• [What you should do]
Match on the string "GpuContext" in the entries below and return every matching line.

• [Exercise data]
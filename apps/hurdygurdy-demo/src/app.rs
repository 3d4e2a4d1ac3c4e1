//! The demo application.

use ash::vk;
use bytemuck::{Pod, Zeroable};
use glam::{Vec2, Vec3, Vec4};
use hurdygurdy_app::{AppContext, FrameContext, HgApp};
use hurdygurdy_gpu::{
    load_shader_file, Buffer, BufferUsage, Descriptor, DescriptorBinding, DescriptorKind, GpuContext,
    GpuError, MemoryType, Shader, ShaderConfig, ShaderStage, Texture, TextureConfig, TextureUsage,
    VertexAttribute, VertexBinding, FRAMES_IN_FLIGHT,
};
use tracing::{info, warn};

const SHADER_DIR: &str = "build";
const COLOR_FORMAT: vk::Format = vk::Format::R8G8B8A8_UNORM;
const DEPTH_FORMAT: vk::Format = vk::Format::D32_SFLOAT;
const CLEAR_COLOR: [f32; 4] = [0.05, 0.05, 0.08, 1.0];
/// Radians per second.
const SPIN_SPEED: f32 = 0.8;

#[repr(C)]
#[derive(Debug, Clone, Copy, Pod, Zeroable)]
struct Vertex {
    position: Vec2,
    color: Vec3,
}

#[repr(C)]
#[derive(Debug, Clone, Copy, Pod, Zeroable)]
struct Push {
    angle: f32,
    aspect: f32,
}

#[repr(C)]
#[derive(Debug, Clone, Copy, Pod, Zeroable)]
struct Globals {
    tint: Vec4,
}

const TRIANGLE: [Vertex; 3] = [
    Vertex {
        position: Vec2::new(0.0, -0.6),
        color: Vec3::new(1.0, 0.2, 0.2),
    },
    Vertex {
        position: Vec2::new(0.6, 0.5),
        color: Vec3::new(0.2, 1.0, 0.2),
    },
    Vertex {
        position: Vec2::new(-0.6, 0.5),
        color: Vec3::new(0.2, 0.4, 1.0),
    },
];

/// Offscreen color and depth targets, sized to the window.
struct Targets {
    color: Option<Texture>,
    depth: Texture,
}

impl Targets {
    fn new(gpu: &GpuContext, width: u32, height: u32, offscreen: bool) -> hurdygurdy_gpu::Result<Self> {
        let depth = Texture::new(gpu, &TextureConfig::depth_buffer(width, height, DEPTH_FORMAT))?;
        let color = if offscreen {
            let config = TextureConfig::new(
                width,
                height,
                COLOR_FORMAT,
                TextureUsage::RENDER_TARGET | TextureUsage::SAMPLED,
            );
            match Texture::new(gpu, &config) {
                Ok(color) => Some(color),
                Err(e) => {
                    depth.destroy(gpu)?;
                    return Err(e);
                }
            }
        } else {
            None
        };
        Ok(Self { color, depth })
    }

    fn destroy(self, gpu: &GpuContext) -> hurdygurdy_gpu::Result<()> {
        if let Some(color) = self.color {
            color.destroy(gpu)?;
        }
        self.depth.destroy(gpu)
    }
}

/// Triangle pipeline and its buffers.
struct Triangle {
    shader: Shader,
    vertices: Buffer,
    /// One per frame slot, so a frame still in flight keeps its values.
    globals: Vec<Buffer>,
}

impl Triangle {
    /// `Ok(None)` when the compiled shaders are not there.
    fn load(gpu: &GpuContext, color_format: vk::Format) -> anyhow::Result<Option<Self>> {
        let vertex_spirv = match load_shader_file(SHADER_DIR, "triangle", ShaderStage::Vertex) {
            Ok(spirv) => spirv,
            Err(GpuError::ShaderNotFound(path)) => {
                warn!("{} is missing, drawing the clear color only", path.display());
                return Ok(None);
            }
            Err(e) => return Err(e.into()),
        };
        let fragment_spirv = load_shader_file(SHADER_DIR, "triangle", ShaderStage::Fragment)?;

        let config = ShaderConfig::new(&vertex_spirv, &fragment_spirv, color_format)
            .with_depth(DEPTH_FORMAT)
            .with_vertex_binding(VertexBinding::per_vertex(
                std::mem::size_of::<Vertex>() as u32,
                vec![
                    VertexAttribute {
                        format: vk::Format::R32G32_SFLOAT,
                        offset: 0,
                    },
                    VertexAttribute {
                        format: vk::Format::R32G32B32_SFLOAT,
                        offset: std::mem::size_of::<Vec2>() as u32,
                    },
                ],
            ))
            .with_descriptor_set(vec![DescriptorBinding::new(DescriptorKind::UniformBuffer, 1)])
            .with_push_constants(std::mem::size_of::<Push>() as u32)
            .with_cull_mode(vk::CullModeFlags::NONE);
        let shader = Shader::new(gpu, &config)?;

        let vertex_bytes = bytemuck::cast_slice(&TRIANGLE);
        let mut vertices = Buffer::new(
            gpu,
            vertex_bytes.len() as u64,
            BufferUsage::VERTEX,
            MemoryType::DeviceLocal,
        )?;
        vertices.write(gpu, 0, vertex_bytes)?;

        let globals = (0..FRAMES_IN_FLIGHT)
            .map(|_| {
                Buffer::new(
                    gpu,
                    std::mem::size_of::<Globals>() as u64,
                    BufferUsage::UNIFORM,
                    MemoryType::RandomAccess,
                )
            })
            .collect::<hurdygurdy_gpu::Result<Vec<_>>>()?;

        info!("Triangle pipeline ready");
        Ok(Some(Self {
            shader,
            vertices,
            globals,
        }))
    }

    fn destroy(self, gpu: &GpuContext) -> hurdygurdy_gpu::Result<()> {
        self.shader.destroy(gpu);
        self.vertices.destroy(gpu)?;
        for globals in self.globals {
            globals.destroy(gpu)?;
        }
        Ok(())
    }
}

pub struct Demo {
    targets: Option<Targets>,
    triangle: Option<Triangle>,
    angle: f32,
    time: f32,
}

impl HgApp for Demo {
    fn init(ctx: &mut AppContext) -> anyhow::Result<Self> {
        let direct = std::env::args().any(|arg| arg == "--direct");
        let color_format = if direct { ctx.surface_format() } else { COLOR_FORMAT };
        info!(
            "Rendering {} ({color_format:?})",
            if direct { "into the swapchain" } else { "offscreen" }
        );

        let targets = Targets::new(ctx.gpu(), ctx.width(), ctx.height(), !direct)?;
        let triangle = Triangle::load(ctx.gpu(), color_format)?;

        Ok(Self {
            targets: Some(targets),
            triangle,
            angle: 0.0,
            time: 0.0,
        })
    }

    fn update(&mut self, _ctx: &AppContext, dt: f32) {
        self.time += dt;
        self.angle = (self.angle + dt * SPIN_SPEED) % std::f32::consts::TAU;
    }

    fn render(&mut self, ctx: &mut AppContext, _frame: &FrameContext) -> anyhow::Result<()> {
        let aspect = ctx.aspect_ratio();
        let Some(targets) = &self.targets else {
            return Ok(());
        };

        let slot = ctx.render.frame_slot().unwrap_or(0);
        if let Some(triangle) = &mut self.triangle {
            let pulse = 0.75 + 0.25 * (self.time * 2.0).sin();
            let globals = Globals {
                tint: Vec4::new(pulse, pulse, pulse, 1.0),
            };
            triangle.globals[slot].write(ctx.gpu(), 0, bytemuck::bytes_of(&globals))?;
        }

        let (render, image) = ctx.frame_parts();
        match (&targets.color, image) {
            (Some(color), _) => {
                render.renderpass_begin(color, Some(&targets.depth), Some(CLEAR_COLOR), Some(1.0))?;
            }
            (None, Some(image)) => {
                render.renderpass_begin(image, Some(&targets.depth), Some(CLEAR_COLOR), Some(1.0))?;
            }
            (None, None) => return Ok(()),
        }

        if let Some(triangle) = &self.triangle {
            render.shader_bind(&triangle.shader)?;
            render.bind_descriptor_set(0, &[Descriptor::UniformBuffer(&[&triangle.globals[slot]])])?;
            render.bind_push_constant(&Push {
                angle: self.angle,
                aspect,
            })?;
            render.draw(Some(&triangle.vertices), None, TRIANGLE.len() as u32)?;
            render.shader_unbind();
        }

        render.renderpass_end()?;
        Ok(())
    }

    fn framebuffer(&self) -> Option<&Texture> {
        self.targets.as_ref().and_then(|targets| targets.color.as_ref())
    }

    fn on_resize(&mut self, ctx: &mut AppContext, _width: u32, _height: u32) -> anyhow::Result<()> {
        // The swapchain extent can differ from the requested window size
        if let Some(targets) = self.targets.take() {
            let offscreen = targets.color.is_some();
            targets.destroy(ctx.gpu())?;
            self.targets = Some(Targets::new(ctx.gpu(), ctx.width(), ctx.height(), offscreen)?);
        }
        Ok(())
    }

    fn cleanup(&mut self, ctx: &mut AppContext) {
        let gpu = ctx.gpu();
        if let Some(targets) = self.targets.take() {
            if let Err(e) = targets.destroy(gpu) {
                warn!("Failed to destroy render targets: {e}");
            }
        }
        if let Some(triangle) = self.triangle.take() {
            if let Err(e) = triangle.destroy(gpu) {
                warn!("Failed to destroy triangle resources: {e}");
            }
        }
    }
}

• [Result of this task]
    load_shader_file, Buffer, BufferUsage, Descriptor, DescriptorBinding, DescriptorKind, GpuContext,
    fn new(gpu: &GpuContext, width: u32, height: u32, offscreen: bool) -> hurdygurdy_gpu::Result<Self> {
    fn destroy(self, gpu: &GpuContext) -> hurdygurdy_gpu::Result<()> {
    fn load(gpu: &GpuContext, color_format: vk::Format) -> anyhow::Result<Option<Self>> {
    fn destroy(self, gpu: &GpuContext) -> hurdygurdy_gpu::Result<()> {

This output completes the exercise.